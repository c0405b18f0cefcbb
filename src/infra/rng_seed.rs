//! RngSeed — доменный seed для каскадных перемешиваний.
//!
//! Редьюсер сам порождает `shuffle`, когда колода кончилась, и seed для
//! него должен получиться одинаковым на любой реплике. Поэтому seed
//! выводится хэшем из контекста:
//!         seed = H(domain || game_id || event_id)[..8]

use serde::{Deserialize, Serialize};
use sha2::{Digest, Sha256};

use crate::domain::{EventId, Seed};
use crate::infra::rng::DeterministicRng;

/// Доменный префикс хэша.
const DOMAIN: &[u8] = b"UNO_ENGINE_SHUFFLE_V1";

/// 32-байтовый seed.
#[derive(Clone, Debug, Serialize, Deserialize, PartialEq, Eq)]
pub struct RngSeed {
    pub bytes: [u8; 32],
}

impl RngSeed {
    /// Seed каскадного перемешивания для игры `game_id`,
    /// вызванного событием `event_id`.
    pub fn derive(game_id: &str, event_id: EventId) -> Self {
        let mut hasher = Sha256::new();
        hasher.update(DOMAIN);
        hasher.update((game_id.len() as u64).to_le_bytes());
        hasher.update(game_id.as_bytes());
        hasher.update(event_id.to_le_bytes());

        let hash = hasher.finalize();
        let mut out = [0u8; 32];
        out.copy_from_slice(&hash[..32]);
        Self { bytes: out }
    }

    /// Первые 8 байт как u64: то, что уходит в событие `shuffle`.
    pub fn as_seed(&self) -> Seed {
        let mut b = [0u8; 8];
        b.copy_from_slice(&self.bytes[..8]);
        u64::from_le_bytes(b)
    }

    pub fn to_rng(&self) -> DeterministicRng {
        DeterministicRng::from_seed(self.as_seed())
    }
}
════════════════
# The problem
Looking at the entries above, copy out every line in which "infra" occurs.

# Exercise solution
filename src/infra/rng_seed.rs
use crate::infra::rng::DeterministicRng;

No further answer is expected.